►
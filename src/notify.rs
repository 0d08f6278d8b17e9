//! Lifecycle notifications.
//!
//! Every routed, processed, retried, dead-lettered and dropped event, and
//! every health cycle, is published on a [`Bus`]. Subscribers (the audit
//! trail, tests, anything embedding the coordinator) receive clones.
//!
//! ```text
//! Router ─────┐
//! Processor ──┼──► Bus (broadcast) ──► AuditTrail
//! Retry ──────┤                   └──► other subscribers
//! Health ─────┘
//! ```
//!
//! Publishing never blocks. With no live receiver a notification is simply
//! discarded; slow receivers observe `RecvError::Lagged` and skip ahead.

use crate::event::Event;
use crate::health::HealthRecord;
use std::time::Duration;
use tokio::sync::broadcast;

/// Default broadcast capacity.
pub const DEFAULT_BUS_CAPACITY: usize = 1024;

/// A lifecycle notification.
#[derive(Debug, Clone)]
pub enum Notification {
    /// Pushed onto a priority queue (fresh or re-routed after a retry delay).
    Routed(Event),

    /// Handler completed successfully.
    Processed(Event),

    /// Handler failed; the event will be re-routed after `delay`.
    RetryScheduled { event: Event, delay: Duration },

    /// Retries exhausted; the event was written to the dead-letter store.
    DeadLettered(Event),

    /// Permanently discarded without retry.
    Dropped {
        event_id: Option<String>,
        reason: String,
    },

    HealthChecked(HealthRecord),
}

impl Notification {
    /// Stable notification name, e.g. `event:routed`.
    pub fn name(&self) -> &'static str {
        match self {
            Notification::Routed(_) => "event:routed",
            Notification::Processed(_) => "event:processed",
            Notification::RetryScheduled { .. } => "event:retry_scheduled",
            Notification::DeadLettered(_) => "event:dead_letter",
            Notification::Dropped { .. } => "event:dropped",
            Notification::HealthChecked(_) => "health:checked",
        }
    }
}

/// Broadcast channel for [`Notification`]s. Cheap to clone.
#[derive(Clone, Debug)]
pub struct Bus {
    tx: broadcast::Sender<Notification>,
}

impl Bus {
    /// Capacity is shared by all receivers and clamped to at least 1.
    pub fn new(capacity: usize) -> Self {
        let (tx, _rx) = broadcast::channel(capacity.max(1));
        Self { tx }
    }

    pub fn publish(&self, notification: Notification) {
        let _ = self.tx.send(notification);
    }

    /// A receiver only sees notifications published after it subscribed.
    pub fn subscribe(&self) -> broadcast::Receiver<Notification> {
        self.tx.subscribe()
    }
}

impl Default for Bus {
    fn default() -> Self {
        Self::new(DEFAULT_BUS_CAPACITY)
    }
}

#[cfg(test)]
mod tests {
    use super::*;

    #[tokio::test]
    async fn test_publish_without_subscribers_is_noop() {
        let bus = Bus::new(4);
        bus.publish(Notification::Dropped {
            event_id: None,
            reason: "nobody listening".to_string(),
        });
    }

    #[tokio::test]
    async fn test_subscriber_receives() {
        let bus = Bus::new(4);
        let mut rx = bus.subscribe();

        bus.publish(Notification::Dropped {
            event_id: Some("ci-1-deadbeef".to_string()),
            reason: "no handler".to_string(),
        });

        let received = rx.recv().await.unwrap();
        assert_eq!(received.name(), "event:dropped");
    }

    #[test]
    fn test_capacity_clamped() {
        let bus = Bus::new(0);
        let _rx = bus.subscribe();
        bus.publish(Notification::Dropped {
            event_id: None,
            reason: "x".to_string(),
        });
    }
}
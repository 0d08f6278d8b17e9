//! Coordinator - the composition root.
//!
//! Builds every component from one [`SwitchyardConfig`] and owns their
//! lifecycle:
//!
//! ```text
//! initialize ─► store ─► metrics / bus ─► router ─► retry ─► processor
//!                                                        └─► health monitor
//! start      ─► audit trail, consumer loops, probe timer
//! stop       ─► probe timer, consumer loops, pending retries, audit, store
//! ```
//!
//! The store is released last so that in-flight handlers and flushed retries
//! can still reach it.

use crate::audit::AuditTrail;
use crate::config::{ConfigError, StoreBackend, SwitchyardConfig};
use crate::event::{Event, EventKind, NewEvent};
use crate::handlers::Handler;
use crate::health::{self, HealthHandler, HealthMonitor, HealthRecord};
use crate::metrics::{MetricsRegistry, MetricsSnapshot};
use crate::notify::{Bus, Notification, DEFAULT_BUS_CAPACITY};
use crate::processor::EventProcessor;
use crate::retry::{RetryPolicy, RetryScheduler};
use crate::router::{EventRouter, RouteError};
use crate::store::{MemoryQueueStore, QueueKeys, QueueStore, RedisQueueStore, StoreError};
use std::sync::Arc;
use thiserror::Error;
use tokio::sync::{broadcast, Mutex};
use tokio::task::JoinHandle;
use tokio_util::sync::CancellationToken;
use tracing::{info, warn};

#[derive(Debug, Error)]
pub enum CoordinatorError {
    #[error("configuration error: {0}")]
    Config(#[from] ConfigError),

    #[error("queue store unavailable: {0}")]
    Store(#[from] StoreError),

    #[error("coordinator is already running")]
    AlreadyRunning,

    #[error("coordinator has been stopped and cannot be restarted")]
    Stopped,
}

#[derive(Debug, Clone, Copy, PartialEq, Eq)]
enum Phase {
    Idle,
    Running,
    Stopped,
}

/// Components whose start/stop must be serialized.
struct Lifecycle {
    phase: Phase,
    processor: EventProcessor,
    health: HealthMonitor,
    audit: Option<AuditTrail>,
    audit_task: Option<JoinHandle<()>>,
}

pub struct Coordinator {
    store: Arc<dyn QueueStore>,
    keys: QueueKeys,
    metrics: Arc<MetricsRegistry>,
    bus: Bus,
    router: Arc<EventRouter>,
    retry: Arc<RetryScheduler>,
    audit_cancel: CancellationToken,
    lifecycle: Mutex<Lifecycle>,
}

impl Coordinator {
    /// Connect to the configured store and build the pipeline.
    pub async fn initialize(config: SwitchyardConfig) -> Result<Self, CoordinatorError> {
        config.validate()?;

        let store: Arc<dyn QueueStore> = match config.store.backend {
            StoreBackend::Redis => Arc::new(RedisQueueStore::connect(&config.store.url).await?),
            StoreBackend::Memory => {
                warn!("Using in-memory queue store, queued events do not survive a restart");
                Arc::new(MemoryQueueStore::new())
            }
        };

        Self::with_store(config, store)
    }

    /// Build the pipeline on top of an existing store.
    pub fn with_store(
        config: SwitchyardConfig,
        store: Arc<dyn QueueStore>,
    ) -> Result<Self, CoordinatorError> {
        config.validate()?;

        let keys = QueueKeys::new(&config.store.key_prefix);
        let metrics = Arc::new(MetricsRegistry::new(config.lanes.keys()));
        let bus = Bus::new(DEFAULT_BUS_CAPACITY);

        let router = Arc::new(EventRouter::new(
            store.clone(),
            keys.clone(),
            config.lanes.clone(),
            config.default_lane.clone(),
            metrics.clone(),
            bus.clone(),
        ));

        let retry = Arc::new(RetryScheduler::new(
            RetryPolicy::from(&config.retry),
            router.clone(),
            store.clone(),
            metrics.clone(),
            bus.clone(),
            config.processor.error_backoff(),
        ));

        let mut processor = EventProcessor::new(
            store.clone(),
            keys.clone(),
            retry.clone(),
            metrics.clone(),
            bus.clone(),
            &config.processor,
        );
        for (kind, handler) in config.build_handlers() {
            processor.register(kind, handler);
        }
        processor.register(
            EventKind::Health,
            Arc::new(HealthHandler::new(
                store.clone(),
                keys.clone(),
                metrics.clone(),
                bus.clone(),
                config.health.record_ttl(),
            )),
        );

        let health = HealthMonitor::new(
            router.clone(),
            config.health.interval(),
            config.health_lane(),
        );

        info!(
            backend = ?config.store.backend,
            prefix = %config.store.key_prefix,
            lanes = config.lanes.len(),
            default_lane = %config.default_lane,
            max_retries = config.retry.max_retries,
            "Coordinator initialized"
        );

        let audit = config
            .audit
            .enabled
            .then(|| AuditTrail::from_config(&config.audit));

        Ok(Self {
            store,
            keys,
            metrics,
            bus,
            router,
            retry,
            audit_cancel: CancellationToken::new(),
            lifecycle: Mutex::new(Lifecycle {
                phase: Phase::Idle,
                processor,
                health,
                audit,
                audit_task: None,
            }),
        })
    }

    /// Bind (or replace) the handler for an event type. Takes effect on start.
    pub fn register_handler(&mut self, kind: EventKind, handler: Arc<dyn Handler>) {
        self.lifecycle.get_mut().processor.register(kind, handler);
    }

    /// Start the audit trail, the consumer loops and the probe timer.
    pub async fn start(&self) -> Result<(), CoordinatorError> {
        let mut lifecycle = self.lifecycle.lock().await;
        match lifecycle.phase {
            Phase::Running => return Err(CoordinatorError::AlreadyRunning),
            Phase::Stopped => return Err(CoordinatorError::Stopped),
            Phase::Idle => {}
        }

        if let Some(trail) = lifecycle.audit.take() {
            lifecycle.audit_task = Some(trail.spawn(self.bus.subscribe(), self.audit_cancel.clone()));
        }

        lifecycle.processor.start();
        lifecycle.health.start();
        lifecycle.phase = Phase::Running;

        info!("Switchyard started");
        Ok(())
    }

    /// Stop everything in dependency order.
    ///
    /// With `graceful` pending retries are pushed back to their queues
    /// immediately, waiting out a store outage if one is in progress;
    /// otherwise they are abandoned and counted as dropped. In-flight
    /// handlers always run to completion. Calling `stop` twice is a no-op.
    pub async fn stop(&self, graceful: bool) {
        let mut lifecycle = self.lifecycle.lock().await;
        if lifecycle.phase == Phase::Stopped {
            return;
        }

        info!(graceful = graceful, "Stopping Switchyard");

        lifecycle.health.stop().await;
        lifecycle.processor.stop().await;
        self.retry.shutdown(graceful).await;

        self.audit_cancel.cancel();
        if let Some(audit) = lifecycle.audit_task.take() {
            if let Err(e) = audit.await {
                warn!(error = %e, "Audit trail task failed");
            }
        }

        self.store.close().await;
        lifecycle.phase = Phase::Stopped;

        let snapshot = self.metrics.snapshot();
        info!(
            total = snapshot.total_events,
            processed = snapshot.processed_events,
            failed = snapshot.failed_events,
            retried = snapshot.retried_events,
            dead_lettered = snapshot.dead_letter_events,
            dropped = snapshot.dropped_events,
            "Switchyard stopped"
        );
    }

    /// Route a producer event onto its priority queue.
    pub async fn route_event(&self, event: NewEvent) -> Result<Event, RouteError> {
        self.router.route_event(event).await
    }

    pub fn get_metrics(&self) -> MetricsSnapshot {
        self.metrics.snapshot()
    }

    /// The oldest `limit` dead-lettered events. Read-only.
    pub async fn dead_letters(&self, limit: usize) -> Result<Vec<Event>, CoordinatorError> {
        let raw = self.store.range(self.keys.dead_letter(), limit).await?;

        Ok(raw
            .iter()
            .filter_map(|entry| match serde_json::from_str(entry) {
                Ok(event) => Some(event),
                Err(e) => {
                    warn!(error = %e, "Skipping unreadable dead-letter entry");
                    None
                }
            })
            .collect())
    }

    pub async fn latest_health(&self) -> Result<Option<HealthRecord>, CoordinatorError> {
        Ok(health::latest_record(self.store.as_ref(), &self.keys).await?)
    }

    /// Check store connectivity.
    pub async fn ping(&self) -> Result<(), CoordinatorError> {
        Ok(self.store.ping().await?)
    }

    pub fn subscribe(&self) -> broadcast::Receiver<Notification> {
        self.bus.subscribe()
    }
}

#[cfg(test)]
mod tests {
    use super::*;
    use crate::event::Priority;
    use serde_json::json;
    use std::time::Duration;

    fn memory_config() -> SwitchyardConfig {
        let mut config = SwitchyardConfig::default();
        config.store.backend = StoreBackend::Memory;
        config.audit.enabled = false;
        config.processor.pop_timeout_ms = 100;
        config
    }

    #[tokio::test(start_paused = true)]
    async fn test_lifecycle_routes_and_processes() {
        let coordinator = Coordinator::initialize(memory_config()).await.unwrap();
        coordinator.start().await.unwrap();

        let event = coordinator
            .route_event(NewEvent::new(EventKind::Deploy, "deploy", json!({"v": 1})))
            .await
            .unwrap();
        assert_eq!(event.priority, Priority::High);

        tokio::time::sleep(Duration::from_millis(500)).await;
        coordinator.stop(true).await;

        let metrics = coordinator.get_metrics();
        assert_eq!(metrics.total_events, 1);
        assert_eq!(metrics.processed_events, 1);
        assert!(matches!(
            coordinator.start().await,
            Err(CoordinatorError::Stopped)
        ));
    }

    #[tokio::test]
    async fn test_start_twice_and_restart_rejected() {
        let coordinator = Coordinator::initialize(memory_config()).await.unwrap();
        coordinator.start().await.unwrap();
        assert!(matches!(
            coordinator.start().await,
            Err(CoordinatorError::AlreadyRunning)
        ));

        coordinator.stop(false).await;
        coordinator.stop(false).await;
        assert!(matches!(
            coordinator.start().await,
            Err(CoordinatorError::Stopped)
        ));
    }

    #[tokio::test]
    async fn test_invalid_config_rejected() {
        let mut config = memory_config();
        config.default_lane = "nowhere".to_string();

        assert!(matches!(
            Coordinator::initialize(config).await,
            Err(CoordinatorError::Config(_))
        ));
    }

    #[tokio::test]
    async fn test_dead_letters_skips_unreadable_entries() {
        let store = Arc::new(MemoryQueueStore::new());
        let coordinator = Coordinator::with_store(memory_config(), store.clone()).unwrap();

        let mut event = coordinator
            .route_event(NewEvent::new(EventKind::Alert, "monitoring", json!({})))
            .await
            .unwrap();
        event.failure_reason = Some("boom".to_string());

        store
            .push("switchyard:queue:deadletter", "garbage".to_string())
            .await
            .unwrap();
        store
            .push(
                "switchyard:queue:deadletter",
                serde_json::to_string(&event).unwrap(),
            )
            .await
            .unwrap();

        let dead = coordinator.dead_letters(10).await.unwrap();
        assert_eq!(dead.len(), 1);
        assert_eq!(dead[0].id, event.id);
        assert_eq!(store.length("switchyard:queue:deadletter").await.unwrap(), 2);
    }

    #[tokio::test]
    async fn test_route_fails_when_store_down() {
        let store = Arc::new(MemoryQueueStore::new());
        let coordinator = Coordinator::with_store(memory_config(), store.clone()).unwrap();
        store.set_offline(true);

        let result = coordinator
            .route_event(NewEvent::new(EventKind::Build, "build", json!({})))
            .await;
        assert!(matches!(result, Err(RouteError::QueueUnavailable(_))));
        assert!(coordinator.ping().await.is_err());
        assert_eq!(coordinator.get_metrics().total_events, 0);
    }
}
◄
[TASK DIRECTIONS] What is wanted is the number of lines holding "RetryScheduler" in the entries. Nothing else should be given.

[RESPONSE BOX] 3